Sunday, September 4, 2022

Review of "Nazi Women: The Attraction of Evil," by Paul Roland

 Review of

Nazi Women: The Attraction of Evil, by Paul Roland ISBN 9781784047641

Five out of five stars

A gender-specific look at the Holocaust

 As the title implies, this is a book about the role women played in the mass crimes committed by the Germans under Nazism. However, it begins slowly, with a recapitulation of the purported sexual dysfunction of Adolph Hitler, his childhood as well as his misogynist beliefs. That is old territory and could have been reduced in a historical rendering of what women did during the brief existence of the Third Reich.

 Students of history will find nothing really new in this book, yet it is still important in a world where there are still vocal deniers of the Holocaust. While many women did engage in passive resistance to the Nazi movement and a few were active, there were more that were willing and eager direct participants in the organized killing of the undesirables.

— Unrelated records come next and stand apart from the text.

//! Define common types uses by various components of linkload

use serde::{Deserialize, Serialize};
use std::fmt::{Display, Formatter};
use std::ops::RangeInclusive;
use std::time::Duration;

/// Statuses that count as a successful request. Whether the status is the one a component
/// wanted is a separate question, answered by its checks.
pub const EXPECTED_STATUSES: RangeInclusive<u16> = 200..=399;

/// Which part of the run issued a request.
#[derive(Serialize, Deserialize, Debug, Clone, Copy, PartialEq, Eq, Hash)]
#[serde(rename_all = "camelCase")]
pub enum Phase {
    Setup,
    Iteration,
}

impl Phase {
    pub fn as_str(&self) -> &'static str {
        match self {
            Phase::Setup => "setup",
            Phase::Iteration => "iteration",
        }
    }
}

/// Coarse grouping of HTTP status codes, used as a low-cardinality metric label.
#[derive(Serialize, Deserialize, Debug, Clone, Copy, PartialEq, Eq, Hash)]
pub enum StatusClass {
    Informational,
    Success,
    Redirection,
    ClientError,
    ServerError,
    /// No response was received, e.g. connection refused or timed out
    NoResponse,
}

impl StatusClass {
    pub fn of(status: Option<u16>) -> Self {
        match status {
            Some(100..=199) => StatusClass::Informational,
            Some(200..=299) => StatusClass::Success,
            Some(300..=399) => StatusClass::Redirection,
            Some(400..=499) => StatusClass::ClientError,
            Some(_) => StatusClass::ServerError,
            None => StatusClass::NoResponse,
        }
    }

    pub fn label(&self) -> &'static str {
        match self {
            StatusClass::Informational => "1xx",
            StatusClass::Success => "2xx",
            StatusClass::Redirection => "3xx",
            StatusClass::ClientError => "4xx",
            StatusClass::ServerError => "5xx",
            StatusClass::NoResponse => "none",
        }
    }
}

impl Display for StatusClass {
    fn fmt(&self, f: &mut Formatter<'_>) -> std::fmt::Result {
        f.write_str(self.label())
    }
}

/// Outcome of a single HTTP request, handed to the metrics sink.
///
/// `expected` is false for a request that got no response or a status outside
/// [`EXPECTED_STATUSES`], so a rate limited lookup is a failed request even though its check
/// passes.
#[derive(Debug, Clone, Copy, PartialEq, Eq)]
pub struct ResponseSample {
    pub phase: Phase,
    pub status: Option<u16>,
    pub latency: Duration,
    pub expected: bool,
}

impl ResponseSample {
    pub fn new(phase: Phase, status: Option<u16>, latency: Duration) -> Self {
        ResponseSample {
            phase,
            status,
            latency,
            expected: status.map_or(false, |s| EXPECTED_STATUSES.contains(&s)),
        }
    }

    pub fn status_class(&self) -> StatusClass {
        StatusClass::of(self.status)
    }

    /// Label used for per-status metrics; transport failures are reported as `"none"`.
    pub fn status_label(&self) -> String {
        self.status
            .map(|s| s.to_string())
            .unwrap_or_else(|| StatusClass::NoResponse.label().to_string())
    }
}
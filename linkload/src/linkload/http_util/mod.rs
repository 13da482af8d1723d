//! Thin layer over the hyper client. Redirects are never followed: hyper's client doesn't
//! follow them, so a 3xx is what the caller gets back.

use std::time::{Duration, Instant};

use http::{HeaderMap, Request, StatusCode};
use hyper::body::Bytes;
use hyper::client::HttpConnector;
use hyper::{Body, Client};
use hyper_tls::HttpsConnector;
use log::trace;
use thiserror::Error;
use tokio::time::timeout;

pub type HttpClient = Client<HttpsConnector<HttpConnector>, Body>;

/// Client shared by setup and every iteration; clones share the connection pool.
pub fn client() -> HttpClient {
    Client::builder().build(HttpsConnector::new())
}

#[derive(Debug, Error)]
pub enum HttpError {
    #[error("request failed - {0}")]
    Transport(#[from] hyper::Error),
    #[error("request timed out after {0:?}")]
    Timeout(Duration),
}

impl HttpError {
    /// Code used when tallying failures that never got a response.
    pub fn code(&self) -> &'static str {
        match self {
            HttpError::Transport(_) => "NETWORK_ERROR",
            HttpError::Timeout(_) => "TIMEOUT",
        }
    }
}

#[derive(Debug)]
pub struct HttpResponse {
    pub status: StatusCode,
    pub headers: HeaderMap,
    pub body: Bytes,
}

/// A request and what came of it.
#[derive(Debug)]
pub struct Exchange {
    /// Time until the whole response was received, or until the request failed
    pub elapsed: Duration,
    pub response: Result<HttpResponse, HttpError>,
}

impl Exchange {
    pub fn status(&self) -> Option<u16> {
        self.response.as_ref().ok().map(|r| r.status.as_u16())
    }
}

/// Sends `request`, giving it `request_timeout` to produce a response.
pub async fn send(
    client: &HttpClient,
    request: Request<Body>,
    request_timeout: Duration,
) -> Exchange {
    let method = request.method().clone();
    let uri = request.uri().clone();
    let start = Instant::now();
    let response = match timeout(request_timeout, client.request(request)).await {
        Ok(Ok(response)) => {
            let (parts, body) = response.into_parts();
            let remaining = request_timeout.saturating_sub(start.elapsed());
            //an unreadable body doesn't change the outcome, the status is already known
            let body = match timeout(remaining, hyper::body::to_bytes(body)).await {
                Ok(Ok(bytes)) => bytes,
                _ => Bytes::new(),
            };
            Ok(HttpResponse {
                status: parts.status,
                headers: parts.headers,
                body,
            })
        }
        Ok(Err(e)) => Err(HttpError::Transport(e)),
        Err(_) => Err(HttpError::Timeout(request_timeout)),
    };
    let elapsed = start.elapsed();
    trace!(
        "[send] - {} {} - status: {:?}, elapsed: {:?}",
        &method,
        &uri,
        response.as_ref().map(|r| r.status),
        &elapsed
    );
    Exchange { elapsed, response }
}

 To understand this, all you have to do is read the quote from the unrepentant Nazi Traudi Schneider after she was tried and convicted as a war criminal. A camp guard that herded naked, terrified and helpless women and children into the gas chambers, she said, “With Nazism I was somebody. Afterwards, I was nothing.” No more accurate and concise statement of explanation of why the women and men of Germany went along with Nazism can be made.

 Even though the content of this book is not new, it demonstrates how vast numbers of people will set aside all moral bearings and compassion for others in order to “fit in” with what is happening around them.